NovelToon NovelToon
ANAK HASIL PERSELINGKUHAN

ANAK HASIL PERSELINGKUHAN

Status: sedang berlangsung
Genre:Pelakor / Cerai / Penyesalan Suami
Popularitas:739
Nilai: 5
Nama Author: NeyNaa

Perselingkuhan di balas dengan selingkuh, hingga menghasilkan buah hati dalam hubungan terlarang!!!

Karya ini diterbitkan atas izin NovelToon NeyNaa, isi konten hanyalah pandangan pribadi pembuatnya, tidak mewakili NovelToon sendiri

Irwan Diam-Diam Mencarikan Tempat Tinggal untuk Lastri

Sudah tiga hari rumah Irwan dipenuhi suasana dingin.

Sulis masih memilih mengurung diri di kamar bersama anak-anak.

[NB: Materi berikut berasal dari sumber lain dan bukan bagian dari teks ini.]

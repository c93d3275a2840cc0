//! Q-learning solver configuration

use serde::{Deserialize, Serialize};

use qroute_core::{Result, RouteError};

/// Parameters of a Q-learning run. Defaults match the reference tuning for
/// dense 250-node networks.
#[derive(Debug, Clone, Serialize, Deserialize)]
#[serde(default)]
pub struct QLearningConfig {
    /// Number of training episodes.
    pub episodes: usize,
    /// Learning rate: how strongly new information overwrites old values.
    pub alpha: f64,
    /// Discount factor for future rewards.
    pub gamma: f64,
    /// Exploration rate of the epsilon-greedy policy.
    pub epsilon: f64,
    /// Step cap per training episode; bounds cycling policies.
    pub max_steps: usize,
    /// Step cap for greedy path extraction.
    pub max_extraction_steps: usize,
    /// Greedy-path evaluation interval (episodes) for the convergence
    /// history.
    pub eval_interval: usize,
    /// Bandwidth admission threshold, Mbps: links below it are removed from
    /// the learning graph before training starts.
    pub min_bandwidth: Option<f64>,
    /// Fixed seed for replayable runs; `None` seeds from entropy.
    pub seed: Option<u64>,
}

impl Default for QLearningConfig {
    fn default() -> Self {
        Self {
            episodes: 3000,
            alpha: 0.1,
            gamma: 0.9,
            epsilon: 0.1,
            max_steps: 50,
            max_extraction_steps: 100,
            eval_interval: 100,
            min_bandwidth: None,
            seed: None,
        }
    }
}

impl QLearningConfig {
    pub fn validate(&self) -> Result<()> {
        if self.episodes == 0 {
            return Err(RouteError::Config("episodes must be positive".into()));
        }
        if !(0.0..=1.0).contains(&self.alpha) || self.alpha == 0.0 {
            return Err(RouteError::Config("alpha must lie in (0, 1]".into()));
        }
        if !(0.0..=1.0).contains(&self.gamma) {
            return Err(RouteError::Config("gamma must lie in [0, 1]".into()));
        }
        if !(0.0..=1.0).contains(&self.epsilon) {
            return Err(RouteError::Config("epsilon must lie in [0, 1]".into()));
        }
        if self.max_steps == 0 || self.max_extraction_steps == 0 {
            return Err(RouteError::Config("step caps must be positive".into()));
        }
        if self.eval_interval == 0 {
            return Err(RouteError::Config("eval_interval must be positive".into()));
        }
        Ok(())
    }
}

Ia hanya keluar seperlunya lalu kembali menutup pintu rapat-rapat.

Sementara Lastri mulai jarang terlihat di ruang tengah karena kehadirannya selalu memicu pertengkaran baru.

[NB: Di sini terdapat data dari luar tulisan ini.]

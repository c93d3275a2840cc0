//! Genetic path solver
//!
//! One `solve()` call runs the full Initialize -> Evaluate -> Select ->
//! Reproduce loop for the configured generation count, then finalizes.
//! Every stochastic choice is drawn from the solver-owned seedable RNG, so
//! runs with the same seed replay exactly.

use std::collections::HashSet;

use rand::rngs::StdRng;
use rand::seq::SliceRandom;
use rand::Rng;
use serde::Serialize;
use tracing::{debug, info};

use qroute_core::generator::seeded_rng;
use qroute_core::{
    CostReport, Network, NodeId, Path, PathMetrics, Result, RouteError, Weights,
};

use crate::config::GaConfig;
use crate::operators::{crossover, mutate};

/// Best individual of a finished search.
#[derive(Debug, Clone, Serialize)]
pub struct BestPath {
    pub path: Path,
    pub report: CostReport,
}

/// Result of a full genetic search.
///
/// "No path found" is the `best: None` state; the search never signals
/// failure through errors.
#[derive(Debug, Clone, Serialize)]
pub struct GaOutcome {
    /// Lowest-cost individual ever seen across all generations. The final
    /// population is not guaranteed to still contain it.
    pub best: Option<BestPath>,
    /// Best score of each generation, for convergence inspection.
    pub history: Vec<f64>,
    /// Metric breakdown of the final population, for Pareto-style analysis.
    pub population: Vec<PathMetrics>,
}

/// Population-based path search between one source/destination pair.
pub struct GeneticSolver<'a> {
    network: &'a Network,
    src: NodeId,
    dst: NodeId,
    weights: Weights,
    config: GaConfig,
    rng: StdRng,
    population: Vec<Path>,
}

impl<'a> GeneticSolver<'a> {
    /// Create a solver for one query. The endpoints must be distinct nodes
    /// of the network and the configuration must validate.
    pub fn new(
        network: &'a Network,
        src: NodeId,
        dst: NodeId,
        weights: Weights,
        config: GaConfig,
    ) -> Result<Self> {
        config.validate()?;
        if !network.contains(src) {
            return Err(RouteError::NodeNotFound(src));
        }
        if !network.contains(dst) {
            return Err(RouteError::NodeNotFound(dst));
        }
        if src == dst {
            return Err(RouteError::InvalidQuery(format!(
                "source and destination are both {src}"
            )));
        }

        let rng = seeded_rng(config.seed);
        Ok(Self {
            network,
            src,
            dst,
            weights,
            config,
            rng,
            population: Vec::new(),
        })
    }

    /// Construct one random source-to-destination walk, never revisiting a
    /// node. `None` when the walk dead-ends or exceeds the length bound.
    fn random_path(&mut self) -> Option<Path> {
        let mut path = vec![self.src];
        let mut visited = HashSet::from([self.src]);
        let mut current = self.src;

        while current != self.dst {
            let choices: Vec<NodeId> = self
                .network
                .neighbors(current)
                .into_iter()
                .filter(|n| !visited.contains(n))
                .collect();
            if choices.is_empty() || path.len() > self.config.max_path_len {
                return None;
            }
            current = *choices.choose(&mut self.rng)?;
            path.push(current);
            visited.insert(current);
        }

        Some(path)
    }

    /// Run the evolutionary search to completion.
    pub fn solve(&mut self) -> GaOutcome {
        let network = self.network;
        let weights = self.weights;
        let target = self.config.population_size;

        info!(src = %self.src, dst = %self.dst, population = target, "genetic search started");

        self.population.clear();
        let mut attempts = 0;
        while self.population.len() < target && attempts < target * 50 {
            if let Some(path) = self.random_path() {
                self.population.push(path);
            }
            attempts += 1;
        }

        if self.population.is_empty() {
            info!(attempts, "no valid initial path could be constructed");
            return GaOutcome {
                best: None,
                history: Vec::new(),
                population: Vec::new(),
            };
        }
        debug!(size = self.population.len(), attempts, "initial population seeded");

        let mut best: Option<(Path, f64)> = None;
        let mut history = Vec::with_capacity(self.config.generations);

        for generation in 0..self.config.generations {
            if self.population.is_empty() {
                break;
            }

            // Evaluate and sort ascending: lower score is better.
            let mut scored: Vec<(f64, Path)> = self
                .population
                .drain(..)
                .map(|path| (network.path_cost(&path, &weights).score, path))
                .collect();
            scored.sort_by(|a, b| a.0.total_cmp(&b.0));

            // The per-generation best can regress after reproduction, so the
            // global best is tracked independently of the final population.
            let generation_best = scored[0].0;
            if best.as_ref().map_or(true, |(_, score)| generation_best < *score) {
                best = Some((scored[0].1.clone(), generation_best));
            }
            history.push(generation_best);
            debug!(generation, best_score = generation_best, "generation evaluated");

            // Elitism: the best half survives unmodified.
            let elite_len = scored.len() / 2;
            let elite: Vec<Path> = scored
                .into_iter()
                .take(elite_len)
                .map(|(_, path)| path)
                .collect();

            let mut next = elite.clone();
            while next.len() < target {
                if elite.len() < 2 {
                    break;
                }
                let (Some(p1), Some(p2)) = (
                    elite.choose(&mut self.rng),
                    elite.choose(&mut self.rng),
                ) else {
                    break;
                };
                let mut child = crossover(p1, p2, &mut self.rng);
                if self.rng.gen::<f64>() < self.config.mutation_rate {
                    child = mutate(network, &child, self.dst, &mut self.rng);
                }
                next.push(child);
            }
            self.population = next;
        }

        let population: Vec<PathMetrics> = self
            .population
            .iter()
            .filter_map(|path| network.path_metrics(path, &weights))
            .collect();
        let best = best.map(|(path, _)| {
            let report = network.path_cost(&path, &weights);
            BestPath { path, report }
        });

        match &best {
            Some(found) => info!(
                score = found.report.score,
                hops = found.path.len() - 1,
                "genetic search finished"
            ),
            None => info!("genetic search finished without a path"),
        }

        GaOutcome {
            best,
            history,
            population,
        }
    }
}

Irwan sendiri semakin tertekan oleh omongan warga,Kemana pun ia pergi, selalu ada tatapan sinis dan bisik-bisik yang mengikutinya.

“Kasihan istrinya.”

“Laki-laki kalau udah punya duit emang suka lupa diri.”

Kalimat-kalimat itu terus terngiang di kepala Irwan.

Dan akhirnya pagi itu, ia mengambil keputusan.

“Aku bakal antar Lastri ke rumah keluarganya,” ucap Irwan di depan Sulis sambil mengenakan jaket.

Sulis yang sedang menyisir rambut Rara langsung menoleh cepat.

“Serius?”

“Iya.”

Untuk pertama kalinya sejak pertengkaran besar itu terjadi, wajah Sulis sedikit berubah lega.

“Bagus akhirnya kamu sadar juga.”

Nada suaranya tetap dingin, tapi ada nyala harapan kecil di matanya.

Irwan menghindari tatapan istrinya,padahal yang ia katakan tidak sepenuhnya benar,Lastri memang akan pergi dari rumah itu,tapi bukan ke rumah keluarga.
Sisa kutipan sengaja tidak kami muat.